É já quase banal chamar ao cinema A Grande Ilusão. O celulóide foi inventado para ser um repositório das mentiras cozinhadas pela indústria do espectáculo. O supra-sumo dessa arte consiste em convencer o espectador de que vê o que não está lá para ser visto, nem nunca esteve, ou virá a estar. Filmes como “Alien”, ou “Jurassic Park”, vivem de uma cornucópia de efeitos especiais, meros truques de circo pour epatter le burgeois. Mas o Homem Lagosta de Marte é real, intensamente real. Ali vemos, não a perfeição de um inexistente Alien, mas a sólida verdade de um esforçado actor, grotescamente mascarado com pedaços de borracha, a imitar um crustáceo. Ora digam-me cá, quantas vezes não há, em que nós próprios nos sentimos exactamente assim, como se passássemos pela vida mascarados de lagosta? Em contrapartida, quem é que, na vida real, viu já um Alien, verdadeiro e convincente?
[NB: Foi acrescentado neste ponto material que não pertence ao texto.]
//! Analysis settings
//!
//! Every field has a default, so an empty JSON object is a valid config.

use crate::pattern::Labels;
use serde::{Deserialize, Serialize};
use std::fs;
use std::path::Path;
use thiserror::Error;

#[derive(Debug, Error)]
pub enum ConfigError {
    #[error("Config error: cannot read {path}: {source}")]
    Io {
        path: String,
        #[source]
        source: std::io::Error,
    },

    #[error("Config error: {0}")]
    Json(#[from] serde_json::Error),
}

#[derive(Debug, Clone, PartialEq, Eq, Serialize, Deserialize)]
#[serde(default)]
pub struct AnalysisConfig {
    /// Spread sentences over the rayon thread pool
    pub parallel: bool,
    /// Language of rule names and placeholders in output tables
    pub labels: Labels,
}

impl Default for AnalysisConfig {
    fn default() -> Self {
        Self {
            parallel: true,
            labels: Labels::English,
        }
    }
}

impl AnalysisConfig {
    pub fn from_json_str(json: &str) -> Result<Self, ConfigError> {
        Ok(serde_json::from_str(json)?)
    }

    pub fn from_path(path: impl AsRef<Path>) -> Result<Self, ConfigError> {
        let path = path.as_ref();
        let json = fs::read_to_string(path).map_err(|source| ConfigError::Io {
            path: path.display().to_string(),
            source,
        })?;
        Self::from_json_str(&json)
    }

    pub fn sequential(mut self) -> Self {
        self.parallel = false;
        self
    }

    pub fn with_labels(mut self, labels: Labels) -> Self {
        self.labels = labels;
        self
    }
}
Seria um desastre, se alguém tentasse produzir um making of de qualquer filme de Ed Wood. A essência desses documentários é explicar, a um público embasbacado, como se fez este ou aquele efeito. Isso é desnecessário nestes filmes, pois está lá tudo, o efeito e a forma como foi conseguido, tudo na mesma cena. É como se víssemos o filme dos bastidores, e não da plateia. Wood, ao contrário dos outros cineastas, acredita que a magia do cinema está apenas nisto, em permitir a sua própria desconstrução, a partir de dentro, do próprio filme, e não de uma crítica exterior ao mesmo.

E a nossa mesa 19, como se vê ela metida nestes assados? Poderei eu ligar, nas sólidas malhas de um raciocínio escorreito, esta cinéfila crónica? Pois bem, posso. Posso, mas não quero. Sinto-me um pouco professoral, hoje, por isso vou deixar este ponto em aberto, como trabalho para casa.
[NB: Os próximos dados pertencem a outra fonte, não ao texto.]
//! Sentence data structures for pattern classification
//!
//! A [`Sentence`] is an ordered list of [`Token`]s as delivered by a
//! Universal Dependencies parser. Token ids are 1-based positions, and a
//! head of 0 marks the root. Nothing here repairs malformed trees: a head
//! that points outside the sentence is kept as-is and simply fails to
//! resolve.

use log::debug;
use thiserror::Error;

/// 1-based position of a token within its sentence
pub type TokenId = usize;

/// Head value marking the root of the tree
pub const ROOT: TokenId = 0;

/// Placeholder shown when a sentence has no `# text` metadata
pub const MISSING_TEXT: &str = "N/A";

#[derive(Debug, Error, PartialEq, Eq)]
pub enum TreeError {
    #[error("token id {id} not found in sentence of {len} tokens")]
    NotFound { id: TokenId, len: usize },

    #[error("token at position {position} has id 0; ids are 1-based")]
    ZeroId { position: usize },
}

/// A single word of a dependency tree
#[derive(Debug, Clone, PartialEq, Eq)]
pub struct Token {
    pub id: TokenId,
    pub form: String,
    pub upos: String,
    pub deprel: String,
    pub head: TokenId,
}

impl Token {
    pub fn new(id: TokenId, form: &str, upos: &str, deprel: &str, head: TokenId) -> Self {
        Self {
            id,
            form: form.to_string(),
            upos: upos.to_string(),
            deprel: deprel.to_string(),
            head,
        }
    }

    #[inline]
    pub fn is_root(&self) -> bool {
        self.head == ROOT
    }

    #[inline]
    pub fn has_upos(&self, upos: &str) -> bool {
        self.upos == upos
    }
}

/// A dependency tree (sentence)
///
/// Immutable once built; all classification code reads it through shared
/// references.
#[derive(Debug, Clone, PartialEq, Eq)]
pub struct Sentence {
    pub text: Option<String>,
    pub sent_id: Option<String>,
    tokens: Vec<Token>,
}

impl Sentence {
    /// Build a sentence from tokens in linear order
    ///
    /// Only the shape is checked (every id must be positive). Cycles,
    /// duplicate ids and dangling heads are accepted.
    pub fn new(tokens: Vec<Token>) -> Result<Self, TreeError> {
        Self::with_metadata(None, None, tokens)
    }

    pub fn with_metadata(
        text: Option<String>,
        sent_id: Option<String>,
        tokens: Vec<Token>,
    ) -> Result<Self, TreeError> {
        if let Some(position) = tokens.iter().position(|tok| tok.id == 0) {
            return Err(TreeError::ZeroId { position });
        }
        Ok(Self {
            text,
            sent_id,
            tokens,
        })
    }

    /// Sentence text, or `N/A` when the parser supplied none
    pub fn text_or_placeholder(&self) -> &str {
        self.text.as_deref().unwrap_or(MISSING_TEXT)
    }

    #[inline]
    pub fn tokens(&self) -> &[Token] {
        &self.tokens
    }

    #[inline]
    pub fn len(&self) -> usize {
        self.tokens.len()
    }

    #[inline]
    pub fn is_empty(&self) -> bool {
        self.tokens.is_empty()
    }

    /// Strict lookup by 1-based id
    pub fn token(&self, id: TokenId) -> Result<&Token, TreeError> {
        self.get(id).ok_or(TreeError::NotFound {
            id,
            len: self.tokens.len(),
        })
    }

    /// Lookup by 1-based id, `None` when out of range
    #[inline]
    pub fn get(&self, id: TokenId) -> Option<&Token> {
        id.checked_sub(1).and_then(|pos| self.tokens.get(pos))
    }

    /// True when `head` points at a token of this sentence
    #[inline]
    pub fn head_in_range(&self, head: TokenId) -> bool {
        (1..=self.tokens.len()).contains(&head)
    }

    /// Governor of `token`, or `None` for the root and for dangling heads
    pub fn resolve_head(&self, token: &Token) -> Option<&Token> {
        if token.is_root() {
            return None;
        }
        if !self.head_in_range(token.head) {
            debug!(
                "token {} ({:?}) has head {} outside sentence of {} tokens",
                token.id,
                token.form,
                token.head,
                self.tokens.len()
            );
            return None;
        }
        self.get(token.head)
    }
}

#[cfg(test)]
mod tests {
    use super::*;

    fn create_test_sentence() -> Sentence {
        Sentence::with_metadata(
            Some("O menino correu".to_string()),
            Some("s1".to_string()),
            vec![
                Token::new(1, "O", "DET", "det", 2),
                Token::new(2, "menino", "NOUN", "nsubj", 3),
                Token::new(3, "correu", "VERB", "root", 0),
            ],
        )
        .unwrap()
    }

    #[test]
    fn test_sentence_creation() {
        let sentence = create_test_sentence();

        assert_eq!(sentence.len(), 3);
        assert_eq!(sentence.text_or_placeholder(), "O menino correu");
        assert_eq!(sentence.token(2).unwrap().form, "menino");
    }

    #[test]
    fn test_zero_id_rejected() {
        let result = Sentence::new(vec![
            Token::new(1, "a", "DET", "det", 2),
            Token::new(0, "b", "NOUN", "root", 0),
        ]);

        assert_eq!(result, Err(TreeError::ZeroId { position: 1 }));
    }

    #[test]
    fn test_strict_lookup_out_of_range() {
        let sentence = create_test_sentence();

        assert_eq!(sentence.token(0), Err(TreeError::NotFound { id: 0, len: 3 }));
        assert_eq!(sentence.token(4), Err(TreeError::NotFound { id: 4, len: 3 }));
    }

    #[test]
    fn test_resolve_head() {
        let sentence = create_test_sentence();
        let tokens = sentence.tokens();

        assert_eq!(sentence.resolve_head(&tokens[0]).unwrap().form, "menino");
        assert_eq!(sentence.resolve_head(&tokens[1]).unwrap().form, "correu");
        assert!(sentence.resolve_head(&tokens[2]).is_none()); // root
    }

    #[test]
    fn test_resolve_dangling_head() {
        let sentence = Sentence::new(vec![
            Token::new(1, "ela", "PRON", "nsubj", 99),
            Token::new(2, "saiu", "VERB", "root", 0),
        ])
        .unwrap();

        assert!(sentence.resolve_head(&sentence.tokens()[0]).is_none());
        assert!(!sentence.head_in_range(99));
        assert!(sentence.head_in_range(2));
    }

    #[test]
    fn test_missing_text_placeholder() {
        let sentence = Sentence::new(vec![Token::new(1, "Oi", "INTJ", "root", 0)]).unwrap();

        assert_eq!(sentence.text_or_placeholder(), "N/A");
        assert!(sentence.sent_id.is_none());
    }
}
Nem sequer é difícil. Para além da razão óbvia, que é explicar por que razão começámos a vestir o Paulo de santola, há outras coisas. Basta que se pense em certas posturas profissionais mais honestas, deste ou daquele, que acabaram por resultar em maus filmes, figurativamente falando. Imagine-se que Óscares não teria valido uma postura diversa. Ou então esqueçam isso, e considerem apenas quantas vezes já pensaram, Isto está tão mal feito, que só pode ser de propósito!

Pois bem, quem é que disse que não é?